• _Records for this task_

//! See the [`ToMap`] derive macro.

use proc_macro::TokenStream;
use syn::{DeriveInput, parse_macro_input};

static MAP_ATTRIBUTE_NAME: &str = "map";

// -----------------------------------------------------------------------------
// Modules

mod codegen;
mod derive_data;

// -----------------------------------------------------------------------------
// Macros

/// Derives the marshalling traits for a struct with named fields:
/// `TypedStruct` (static member descriptors), `Struct` (type-erased member
/// access), and `ToMap` (kind dispatch).
///
/// ```rust, ignore
/// #[derive(ToMap)]
/// struct Account {
///     pub id: u64,
///     #[map("display_name")]
///     pub name: String,
/// }
/// ```
///
/// # Field attributes
///
/// Member annotations live under `#[map(...)]`:
///
/// - `#[map("name,opt,...")]` — the tag spec read under the default tag
///   keyword `"map"`. The grammar is `"-"` (drop the field unconditionally),
///   an output-name override, and/or the ASCII-case-insensitive options
///   `omitZero`, `omitNil`, and `value`. A leading comma omits the name:
///   `#[map(",omitZero")]`.
/// - `#[map(keyword = "name,opt,...")]` — the same spec under an alternate
///   tag keyword, selected per call through `MarshalConfig`. Several
///   keywords may be recorded on one field.
/// - `#[map(embed)]` — an embedded member: its own fields are promoted into
///   this struct's field set under the shadowing rules. The field's type
///   must also derive `ToMap`.
///
/// Non-`pub` fields are never emitted (tagged or not), but a non-`pub`
/// embedded member is still traversed for promotion. Every field's type must
/// implement `ToMap`.
///
/// # Type attributes
///
/// - `#[map(clone)]` — the type implements `Clone` (plus `PartialEq`,
///   `Debug`, and serde's `Serialize`), enabling as-is emission for
///   `value`-tagged fields of this type.
/// - `#[map(marshaler)]` — the type implements the `Marshaler`
///   custom-conversion hook; the generated `ToMap` impl advertises it.
/// - `#[map(crate = "path")]` — the path the generated code uses to reach
///   the `fm_marshal` crate (for re-exports); defaults to `::fm_marshal`.
#[proc_macro_derive(ToMap, attributes(map))]
pub fn derive_to_map(input: TokenStream) -> TokenStream {
    let input = parse_macro_input!(input as DeriveInput);
    derive_data::StructModel::from_input(&input)
        .map(|model| codegen::expand(&model))
        .unwrap_or_else(syn::Error::into_compile_error)
        .into()
}
//! The public entry points.

use std::borrow::Cow;

use crate::config::MarshalConfig;
use crate::convert::{convert_struct, convert_value, unwrap_refs};
use crate::document::Document;
use crate::error::MarshalError;
use crate::reflect::{ToMap, ValueRef};
use crate::value::Value;

// -----------------------------------------------------------------------------
// Single values

/// Marshals a struct value into an ordered [`Document`].
///
/// References and boxed dynamically-typed wrappers are unwrapped first; the
/// dereferenced value must be a struct, anything else is a usage error.
///
/// # Examples
///
/// ```
/// use fm_marshal::{derive::ToMap, marshal};
///
/// #[derive(ToMap)]
/// struct Point {
///     pub x: i64,
///     pub y: i64,
/// }
///
/// let doc = marshal(&Point { x: 1, y: 2 }).unwrap();
/// assert_eq!(doc.get("x").unwrap().as_i64(), Some(1));
/// assert_eq!(doc.keys().collect::<Vec<_>>(), ["x", "y"]);
/// ```
///
/// # Errors
///
/// - [`MarshalError::NotAStruct`] when the dereferenced value is not a
///   struct, [`MarshalError::NilValue`] when it is a nil reference.
/// - Any conversion error from the walk, attributed to its field path.
#[inline]
pub fn marshal(value: &dyn ToMap) -> Result<Document, MarshalError> {
    marshal_with(value, &MarshalConfig::new())
}

/// [`marshal`] with an explicit [`MarshalConfig`].
pub fn marshal_with(value: &dyn ToMap, config: &MarshalConfig) -> Result<Document, MarshalError> {
    match unwrap_refs(value)? {
        None => Err(MarshalError::NilValue),
        Some(target) => match target.value_ref() {
            ValueRef::Struct(target) => convert_struct(target, config),
            _ => Err(MarshalError::NotAStruct {
                type_name: Cow::Borrowed(target.type_name()),
            }),
        },
    }
}

// -----------------------------------------------------------------------------
// Sequences of values

/// Marshals a sequence of struct values into one [`Document`] per element,
/// order preserved.
///
/// The dereferenced value must be a sequence; each element is dereferenced
/// and marshalled like a top-level struct value.
///
/// # Examples
///
/// ```
/// use fm_marshal::{derive::ToMap, marshal_seq};
///
/// #[derive(ToMap)]
/// struct Point {
///     pub x: i64,
/// }
///
/// let docs = marshal_seq(&vec![Point { x: 1 }, Point { x: 2 }]).unwrap();
/// assert_eq!(docs.len(), 2);
/// assert_eq!(docs[1].get("x").unwrap().as_i64(), Some(2));
/// ```
#[inline]
pub fn marshal_seq(values: &dyn ToMap) -> Result<Vec<Document>, MarshalError> {
    marshal_seq_with(values, &MarshalConfig::new())
}

/// [`marshal_seq`] with an explicit [`MarshalConfig`].
pub fn marshal_seq_with(
    values: &dyn ToMap,
    config: &MarshalConfig,
) -> Result<Vec<Document>, MarshalError> {
    let Some(target) = unwrap_refs(values)? else {
        return Err(MarshalError::NilValue);
    };
    let ValueRef::Seq(seq) = target.value_ref() else {
        return Err(MarshalError::NotASeq {
            type_name: Cow::Borrowed(target.type_name()),
        });
    };

    let mut docs = Vec::with_capacity(seq.seq_len());
    for (index, element) in seq.iter_elements().enumerate() {
        let doc = match unwrap_refs(element)? {
            None => Err(MarshalError::NilValue),
            Some(element) => match element.value_ref() {
                ValueRef::Struct(element) => convert_struct(element, config),
                _ => Err(MarshalError::NotAStruct {
                    type_name: Cow::Borrowed(element.type_name()),
                }),
            },
        }
        .map_err(|err| err.into_index(index))?;
        docs.push(doc);
    }
    Ok(docs)
}

// -----------------------------------------------------------------------------
// Single values, untyped

/// Converts any single value into its output [`Value`] under the default
/// configuration.
///
/// Unlike [`marshal`], the value does not have to be a struct: scalars pass
/// through, sequences convert element-wise, and the custom-conversion hook is
/// honored. This is the building block for [`Marshaler`](crate::Marshaler)
/// implementations that delegate to an inner value.
///
/// # Examples
///
/// ```
/// use fm_marshal::{Value, to_value};
///
/// assert_eq!(to_value(&42_i32).unwrap(), Value::Int(42));
/// assert_eq!(to_value(&None::<i32>).unwrap(), Value::Null);
/// ```
#[inline]
pub fn to_value(value: &dyn ToMap) -> Result<Value, MarshalError> {
    convert_value(value, &MarshalConfig::new())
}

// -----------------------------------------------------------------------------
// Tests

#[cfg(test)]
mod tests {
    use crate::derive::ToMap;
    use crate::{
        Document, MarshalConfig, MarshalError, ToMap, Value, marshal, marshal_seq,
        marshal_seq_with, marshal_with, to_value,
    };

    #[derive(ToMap, Clone)]
    struct Point {
        pub x: i64,
        pub y: f64,
    }

    fn point_doc(x: i64, y: f64) -> Document {
        [("x", Value::from(x)), ("y", Value::from(y))]
            .into_iter()
            .collect()
    }

    #[test]
    fn sequences_of_structs_keep_order_and_length() {
        let points = vec![Point { x: 1, y: 1.5 }, Point { x: 2, y: 2.5 }];

        let docs = marshal_seq(&points).unwrap();
        assert_eq!(docs, [point_doc(1, 1.5), point_doc(2, 2.5)]);

        // A reference to the sequence is equivalent.
        let boxed = Box::new(points);
        assert_eq!(marshal_seq(&boxed).unwrap().len(), 2);
    }

    #[test]
    fn sequences_of_dynamic_values_marshal_per_element() {
        let points: Vec<Box<dyn ToMap>> = vec![
            Box::new(Point { x: 1, y: 1.5 }),
            Box::new(Point { x: 2, y: 2.5 }),
        ];

        let docs = marshal_seq(&points).unwrap();
        assert_eq!(docs, [point_doc(1, 1.5), point_doc(2, 2.5)]);
    }

    #[derive(ToMap)]
    struct DifferentTags {
        #[map(map_key = "field_one")]
        pub field_one: i64,
        #[map(map_key = "field_two")]
        pub field_two: f64,
        #[map(map_key = "field_three")]
        pub field_three: String,
    }

    #[test]
    fn an_alternate_tag_keyword_selects_different_tags() {
        let value = DifferentTags {
            field_one: 42,
            field_two: 3.14,
            field_three: "Hello World".into(),
        };

        // Under the default keyword the `map_key` tags are invisible.
        let default_doc = marshal(&value).unwrap();
        assert_eq!(
            default_doc.keys().collect::<Vec<_>>(),
            ["field_one", "field_two", "field_three"]
        );

        let config = MarshalConfig::with_tag_keyword("map_key");
        let keyed = marshal_with(&value, &config).unwrap();
        assert_eq!(keyed.get("field_one"), Some(&Value::Int(42)));
        assert_eq!(keyed.get("field_two"), Some(&Value::Float(3.14)));
        assert_eq!(
            keyed.get("field_three"),
            Some(&Value::String("Hello World".into()))
        );
    }

    #[derive(ToMap)]
    struct MixedTags {
        #[map("default_name")]
        #[map(map_key = "keyed_name,omitZero")]
        pub field: i64,
    }

    #[test]
    fn one_field_may_carry_tags_for_several_keywords() {
        let value = MixedTags { field: 0 };

        let doc = marshal(&value).unwrap();
        assert_eq!(doc.keys().collect::<Vec<_>>(), ["default_name"]);

        // Under the alternate keyword the rename and `omitZero` both apply.
        let config = MarshalConfig::with_tag_keyword("map_key");
        let keyed = marshal_with(&value, &config).unwrap();
        assert!(keyed.is_empty());
    }

    #[test]
    fn non_struct_values_are_usage_errors() {
        let err = marshal(&42_i64).unwrap_err();
        assert!(matches!(err, MarshalError::NotAStruct { .. }));

        let err = marshal(&vec![Point { x: 1, y: 1.0 }]).unwrap_err();
        assert!(matches!(err, MarshalError::NotAStruct { .. }));

        let absent: Option<Point> = None;
        let err = marshal(&absent).unwrap_err();
        assert!(matches!(err, MarshalError::NilValue));
    }

    #[test]
    fn non_sequence_values_are_seq_usage_errors() {
        let err = marshal_seq(&Point { x: 1, y: 1.0 }).unwrap_err();
        assert!(matches!(err, MarshalError::NotASeq { .. }));

        let absent: Option<Vec<Point>> = None;
        let err = marshal_seq(&absent).unwrap_err();
        assert!(matches!(err, MarshalError::NilValue));
    }

    #[test]
    fn non_struct_elements_fail_with_their_index() {
        let mixed: Vec<Box<dyn ToMap>> =
            vec![Box::new(Point { x: 1, y: 1.0 }), Box::new(7_i64)];

        let err = marshal_seq(&mixed).unwrap_err();
        assert!(matches!(
            err,
            MarshalError::Field { ref path, ref source }
                if path == "[1]" && matches!(**source, MarshalError::NotAStruct { .. })
        ));
    }

    #[test]
    fn seq_config_applies_to_every_element() {
        let values = vec![
            DifferentTags {
                field_one: 1,
                field_two: 0.5,
                field_three: "a".into(),
            },
            DifferentTags {
                field_one: 2,
                field_two: 1.5,
                field_three: "b".into(),
            },
        ];

        let config = MarshalConfig::with_tag_keyword("map_key");
        let docs = marshal_seq_with(&values, &config).unwrap();
        assert_eq!(docs[0].get("field_one"), Some(&Value::Int(1)));
        assert_eq!(docs[1].get("field_three"), Some(&Value::String("b".into())));
    }

    #[test]
    fn to_value_converts_arbitrary_values() {
        assert_eq!(to_value(&7_u32).unwrap(), Value::UInt(7));
        assert_eq!(to_value(&None::<i64>).unwrap(), Value::Null);
        assert_eq!(
            to_value(&vec![1_i64, 2]).unwrap(),
            Value::Seq(vec![Value::Int(1), Value::Int(2)])
        );

        let doc = to_value(&Point { x: 3, y: 0.5 }).unwrap();
        assert_eq!(doc.as_doc(), Some(&point_doc(3, 0.5)));
    }
}
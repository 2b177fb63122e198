//! Token generation for the derived trait implementations.

use proc_macro2::TokenStream;
use quote::quote;

use crate::derive_data::{MemberModel, StructModel};

pub(crate) fn expand(model: &StructModel) -> TokenStream {
    let typed_struct_tokens = impl_trait_typed_struct(model);
    let struct_tokens = impl_trait_struct(model);
    let to_map_tokens = impl_trait_to_map(model);

    quote! {
        #typed_struct_tokens

        #struct_tokens

        #to_map_tokens
    }
}

// Generics with every type parameter bound to `ToMap`, so member accessors
// and descriptors are available for any instantiation.
fn bounded_generics(model: &StructModel) -> syn::Generics {
    let fm = &model.crate_path;
    let mut generics = model.generics.clone();
    for param in generics.type_params_mut() {
        param.bounds.push(syn::parse_quote!(#fm::ToMap));
    }
    generics
}

// One `MemberInfo` constructor expression per declared field.
fn member_entries(model: &StructModel) -> Vec<TokenStream> {
    let fm = &model.crate_path;
    model
        .members
        .iter()
        .map(|member| {
            let MemberModel { ty, public, .. } = member;
            let name = member.name();
            let base = if member.embedded {
                quote!(#fm::MemberInfo::embedded::<#ty>(#name, #public))
            } else {
                quote!(#fm::MemberInfo::new(#name, #public))
            };
            if member.tags.is_empty() {
                base
            } else {
                let pairs = member.tags.iter().map(|(keyword, spec)| {
                    quote!((#keyword, #spec))
                });
                quote!(#base.with_tags(&[#(#pairs),*]))
            }
        })
        .collect()
}

/// Generate `TypedStruct` trait implementation tokens.
fn impl_trait_typed_struct(model: &StructModel) -> TokenStream {
    let fm = &model.crate_path;
    let ident = model.ident;
    let name = ident.to_string();
    let entries = member_entries(model);

    if model.generics.params.is_empty() {
        return quote! {
            impl #fm::TypedStruct for #ident {
                fn struct_info() -> &'static #fm::StructInfo {
                    static INFO: #fm::StructInfo =
                        #fm::StructInfo::new::<#ident>(#name, &[#(#entries),*]);
                    &INFO
                }
            }
        };
    }

    // Inside a generic impl the `static` would be shared by every
    // instantiation, so the entries go through a TypeId-keyed cell.
    let generics = bounded_generics(model);
    let (impl_generics, ty_generics, where_clause) = generics.split_for_impl();
    let members = if entries.is_empty() {
        quote!(&[])
    } else {
        quote!(::std::boxed::Box::leak(::std::boxed::Box::new([#(#entries),*])))
    };

    quote! {
        impl #impl_generics #fm::TypedStruct for #ident #ty_generics #where_clause {
            fn struct_info() -> &'static #fm::StructInfo {
                static CELL: #fm::GenericStructInfoCell = #fm::GenericStructInfoCell::new();
                CELL.get_or_insert::<Self>(|| {
                    #fm::StructInfo::new::<Self>(#name, #members)
                })
            }
        }
    }
}

/// Generate `Struct` trait implementation tokens.
fn impl_trait_struct(model: &StructModel) -> TokenStream {
    let fm = &model.crate_path;
    let ident = model.ident;
    let generics = bounded_generics(model);
    let (impl_generics, ty_generics, where_clause) = generics.split_for_impl();

    let indices = (0..model.members.len()).collect::<Vec<usize>>();
    let idents = model
        .members
        .iter()
        .map(|member| member.ident)
        .collect::<Vec<_>>();

    quote! {
        impl #impl_generics #fm::Struct for #ident #ty_generics #where_clause {
            #[inline]
            fn info(&self) -> &'static #fm::StructInfo {
                <Self as #fm::TypedStruct>::struct_info()
            }

            fn member_at(&self, index: usize) -> ::core::option::Option<&dyn #fm::ToMap> {
                match index {
                    #(#indices => ::core::option::Option::Some(&self.#idents),)*
                    _ => ::core::option::Option::None,
                }
            }

            #[inline]
            fn iter_members(&self) -> #fm::MemberIter<'_> {
                #fm::MemberIter::new(self)
            }
        }
    }
}

/// Generate `ToMap` trait implementation tokens.
fn impl_trait_to_map(model: &StructModel) -> TokenStream {
    let fm = &model.crate_path;
    let ident = model.ident;
    let generics = bounded_generics(model);
    let (impl_generics, ty_generics, where_clause) = generics.split_for_impl();

    let literal_tokens = model.clone_flag.then(|| {
        quote! {
            fn to_literal(
                &self,
            ) -> ::core::result::Result<#fm::Value, #fm::MarshalError> {
                ::core::result::Result::Ok(#fm::Value::opaque(::core::clone::Clone::clone(self)))
            }
        }
    });

    let marshaler_tokens = model.marshaler_flag.then(|| {
        quote! {
            #[inline]
            fn as_marshaler(&self) -> ::core::option::Option<&dyn #fm::Marshaler> {
                ::core::option::Option::Some(self)
            }
        }
    });

    quote! {
        impl #impl_generics #fm::ToMap for #ident #ty_generics #where_clause {
            #[inline]
            fn value_ref(&self) -> #fm::ValueRef<'_> {
                #fm::ValueRef::Struct(self)
            }

            #literal_tokens

            #marshaler_tokens
        }
    }
}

• _Instructions to follow_
The expected answer is one number: how many lines above contain "Document".

• _Solution for this exercise_
9